The Afterlife

A lingering question among generations continues to be, “What happens after death?” and so he prayed as a lament, as a consolation, and as a hope” (203). Some say we go to heaven or hell and some say we are reincarnated into other organisms. Both of these theories are based on different religions, reincarnation originating from Hinduism, Buddhism, Jainism, and Sikhism, and heaven coming from Christianity. Simultaneously, nonreligious people believe there isn’t one and we just decompose into the Earth, while life moves on. What if there was another thought of the afterlife? What if our loved ones keep us alive after we die? Whether it’s through prayer or memories, we continue to flourish despite our loss of breath.

In Exit West, Mohsin Hamid narrates the experience of losing a loved one as the uniting of humanity, “the temporary nature of our being-ness, and our shared sorrow” (203). Heartache affiliated with death unifies communities because everyone experiences it at least once in their lifetime. Some people go to funerals, some have services, and some pray; ways to heal from the pain of losing a loved one. Saeed prays for his parents, “as a gesture of love for what had gone and would go and could be loved in no other way… he prayed as a lament, as a consolation, and as a hope” (203). Prayer is utilized as a coping mechanism for Saeed’s grief over the death of his parents, specifically his father. “Young men pray for the goodness of the men who raised them, and Saeed was very much a young man of this mold” (202).

Saeed’s father’s soul continues to exist through Saeed’s prayer. He remains alive.
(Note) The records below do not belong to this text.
use crate::library::{network::connection::Connection, reactor::event_loop::EventLoop};
use bytes::Bytes;
use std::{os::fd::RawFd, sync::Arc};

const KIND_SHIFT: u64 = 56;
const GENERATION_SHIFT: u64 = 32;
pub const GENERATION_MASK: u32 = 0x00FF_FFFF;

/// Who owns the descriptor behind an epoll event.
#[derive(Debug, Clone, Copy, PartialEq, Eq)]
#[repr(u8)]
pub enum TokenKind {
    Wakeup = 1,
    Timer = 2,
    Acceptor = 3,
    Connection = 4,
}

impl TokenKind {
    const fn from_u8(raw: u8) -> Option<Self> {
        match raw {
            1 => Some(TokenKind::Wakeup),
            2 => Some(TokenKind::Timer),
            3 => Some(TokenKind::Acceptor),
            4 => Some(TokenKind::Connection),
            _ => None,
        }
    }
}

/// The epoll user-data word.
///
/// `kind` in the top byte, a 24-bit `generation` below it, the fd in the low
/// 32 bits. The generation is what lets dispatch tell a live connection from
/// a dead one that happened to leave its fd number behind.
#[derive(Debug, Clone, Copy, PartialEq, Eq)]
pub struct Token {
    pub kind: TokenKind,
    pub generation: u32,
    pub fd: RawFd,
}

impl Token {
    pub const fn new(kind: TokenKind, fd: RawFd) -> Self {
        Self { kind, generation: 0, fd }
    }

    pub const fn connection(fd: RawFd, generation: u32) -> Self {
        Self {
            kind: TokenKind::Connection,
            generation: generation & GENERATION_MASK,
            fd,
        }
    }

    #[inline(always)]
    pub const fn pack(&self) -> u64 {
        ((self.kind as u64) << KIND_SHIFT)
            | (((self.generation & GENERATION_MASK) as u64) << GENERATION_SHIFT)
            | (self.fd as u32 as u64)
    }

    #[inline(always)]
    pub fn unpack(raw: u64) -> Option<Self> {
        let kind = TokenKind::from_u8((raw >> KIND_SHIFT) as u8)?;
        Some(Self {
            kind,
            generation: ((raw >> GENERATION_SHIFT) as u32) & GENERATION_MASK,
            fd: (raw & 0xFFFF_FFFF) as u32 as RawFd,
        })
    }
}

/// Home worker of a connection. Stable for the connection's whole life.
#[inline(always)]
pub fn worker_index(fd: RawFd, workers: usize) -> usize {
    debug_assert!(workers > 0);
    (fd as u32 as usize) % workers
}

pub type ConnectionCallback = Arc<dyn Fn(&mut Connection) + Send + Sync>;
pub type MessageCallback = Arc<dyn Fn(&mut Connection, Bytes) + Send + Sync>;
pub type LoopCallback = Arc<dyn Fn(&EventLoop) + Send + Sync>;

/// Lifecycle callbacks fanned out to every connection of a server. All of
/// them run on the connection's own I/O thread.
#[derive(Clone, Default)]
pub struct ConnectionHooks {
    pub on_new_connection: Option<ConnectionCallback>,
    pub on_message: Option<MessageCallback>,
    pub on_send_complete: Option<ConnectionCallback>,
    pub on_close: Option<ConnectionCallback>,
    pub on_error: Option<ConnectionCallback>,
}

#[cfg(test)]
mod tests {
    use super::*;

    #[test]
    fn token_survives_the_epoll_word() {
        let token = Token::connection(1021, 77);
        assert_eq!(Token::unpack(token.pack()), Some(token));

        let wakeup = Token::new(TokenKind::Wakeup, 3);
        assert_eq!(Token::unpack(wakeup.pack()), Some(wakeup));
    }

    #[test]
    fn generation_wraps_inside_its_bits() {
        let token = Token::connection(5, GENERATION_MASK + 2);
        assert_eq!(token.generation, 1);
        assert_eq!(Token::unpack(token.pack()).unwrap().fd, 5);
    }

    #[test]
    fn garbage_word_is_rejected() {
        assert_eq!(Token::unpack(0), None);
        assert_eq!(Token::unpack(0xFF << KIND_SHIFT), None);
    }

    #[test]
    fn fd_mod_n_spreads_evenly() {
        for workers in 1..=8usize {
            let per_worker = 5;
            let mut counts = vec![0usize; workers];
            for fd in 0..(workers * per_worker) as RawFd {
                counts[worker_index(fd, workers)] += 1;
            }
            assert!(counts.iter().all(|&c| c == per_worker), "{counts:?}");
        }
    }
}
2 thoughts on “The Afterlife

  1. Sylvia G.

    I think that the description of loss in Exit West is very profound and important. I agree that there are many different ways loss is portrayed in different cultures, but it still unites us all. Saeed’s reaction to his fathers death is definetly on the more religious side. Your description of his father’s soul living on in Saeed’s prayers reminds me of Dia de Los Muertos, a tradition in a very different area of the world that still focuses on the death living through memory and appreciation of those gone.

    Liked by 1 person


    I think this piece you wrote makes us think about what it means to die. Do we die when our hearts stop beating, or when we get forgotten by time? Albert Camus, for example, is dead, but his ideas still live in classrooms, studies, and philosophy students’ minds and will do for decades, perhaps centuries, perhaps millenia if we get a really good internet storage system.